En 2007, 1 810 hectares du centre historique sont inscrits au Patrimoine mondial. L’UNESCO salue :
- L’unité urbaine du XVIIIᵉ siècle la mieux conservée au monde.
- Plus de 347 monuments protégés, dont la Porte Cailhau et la Basilique Saint-Michel.
- Un plan d’eau maîtrisé reliant innovation et respect des quais anciens.
Depuis, la municipalité (Direction Générale de la Conservation) chiffre à 92 % le taux de façades restaurées dans le périmètre classé (donnée 2024). Ce label favorise les retombées économiques mais impose aussi des contraintes, notamment sur la rénovation énergétique des immeubles.
Impacts contemporains
• Hausse des loyers de +38 % entre 2015 et 2023 dans l’hyper-centre.

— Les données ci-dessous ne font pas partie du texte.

//! Audio Reset - Library
//!
//! Restores a Windows audio setup that depends on a vendor's virtual audio
//! driver after the driver or its control apps get into a bad state.
//!
//! ## Pipeline
//!
//! 1. Look up where the vendor apps are installed
//! 2. Save the playback volume and lower it to a safe level
//! 3. Terminate vendor processes (never anything on the protected list)
//! 4. Restart the `audiosrv` and `AudioEndpointBuilder` services
//! 5. Relaunch the vendor apps minimized
//! 6. Wait for the vendor's virtual endpoints to come back
//! 7. Reassign the four default devices and unmute the microphone
//! 8. Restore the saved volume
//!
//! Every OS surface sits behind a trait so the pipeline runs against
//! in-memory fakes in tests.

pub mod app;
pub mod audio;
pub mod cancel;
pub mod config;
pub mod launch;
pub mod logging;
pub mod orchestrator;
pub mod platform;
pub mod poll;
pub mod process;
pub mod runner;
pub mod service;
pub mod session;
pub mod state;
pub mod ui;

#[cfg(test)]
pub(crate) mod testing;

pub use audio::{AudioBackend, AudioDevice, AudioEndpoints, AudioError, DeviceRole, Direction};
pub use cancel::CancelToken;
pub use config::ResetConfig;
pub use orchestrator::{Collaborators, Orchestrator, PipelineEvent};
pub use runner::{spawn_reset, RunError, RunHandle};
pub use session::{ExitStatus, ResetSession, RunReport, StepOutcome, StepRecord};
pub use state::{PipelineState, Step};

• Explosion des croisières : 54 escales fluviales en 2023 contre 11 en 2010.
• Débat écologique autour de la densité touristique, porté par l’association “Bordeaux Respire”.
Personnalités emblématiques : de Montaigne à Mauriac, qui a façonné la pensée bordelaise ?
Le passé bordelais est peuplé d’esprits brillants. Tour d’horizon non exhaustif.
Figures majeures
- Michel de Montaigne (1533-1592) : deux fois maire de Bordeaux, il rédige les célèbres “Essais” en son château de Saint-Michel-de-Montaigne. Sa statue domine la place des Quinconces.
- Montesquieu (1689-1755) : député de la sénéchaussée de Bordeaux, il définit la séparation des pouvoirs dans “De l’esprit des lois”.
- Aliénor d’Aquitaine (1122-1204) : son mariage fait basculer la ville dans l’orbite anglo-gasconne et dynamise la filière viticole.
- François Mauriac (1885-1970) : Prix Nobel de littérature 1952, chroniqueur à “Sud Ouest”, il immortalise le Médoc et les landes girondines dans “Thérèse Desqueyroux”.
- Jacques Chaban-Delmas (1915-2000) : maire durant 48 ans, bâtisseur du pont d’Aquitaine et promoteur du grand contournement routier.
Petite anecdote personnelle : j’ai interviewé, en 2019, la petite-fille de Chaban-Delmas dans l’ancien hôtel de ville. Sa mémoire des “années 1960, quand les quais étaient encore des friches”, illustre le bond urbain de ces dernières décennies.
Patrimoine classé et défis du XXIᵉ siècle
Bordeaux n’est pas figée dans l’ambre. Plusieurs projets interrogent l’équilibre entre sauvegarde et modernité.
Rénovations emblématiques en cours
• Cité du Vin (2016) : plus d’un million de visiteurs cumulés, démontrant la force d’un tourisme culturel lié à l’œnologie.
• Pont Simone-Veil : mis en service partiel en 2024, prévu pour absorber 30 000 véhicules/jour et encourager des mobilités douces grâce à une passerelle cyclable.
• Musée d’Aquitaine : nouveau parcours sur la traite négrière inauguré en février 2023, enrichi d’archives numérisées.
Enjeux à surveiller
- Gentrification du centre historique (quartiers Saint-Pierre, Chartrons).
- Adaptation aux risques climatiques : montée des eaux estimée à +60 cm d’ici 2100 selon Météo-France.
- Maillage avec la métropole : ligne D du tram prolongée jusqu’à Eysines en 2023, connectant les communes voisines au cœur patrimonial.
D’un côté, ces évolutions renforcent l’attractivité économique et culturelle ; mais de l’autre, elles interrogent la capacité de la ville à préserver son identité sans céder à la muséification.
Les pierres blondes de Bordeaux racontent plus qu’un simple décor. Elles chuchotent les victoires romaines, murmurent les discours humanistes de Montaigne et vibrent encore du fracas des navires du “Port de la Lune”. J’espère que cette exploration aura éveillé votre curiosité : lors de votre prochaine promenade quai des Chartrons ou au pied de la flèche Saint-Michel, tendez l’oreille aux échos du passé. L’aventure historique bordelaise ne demande qu’à se poursuivre, page après page, rue après rue.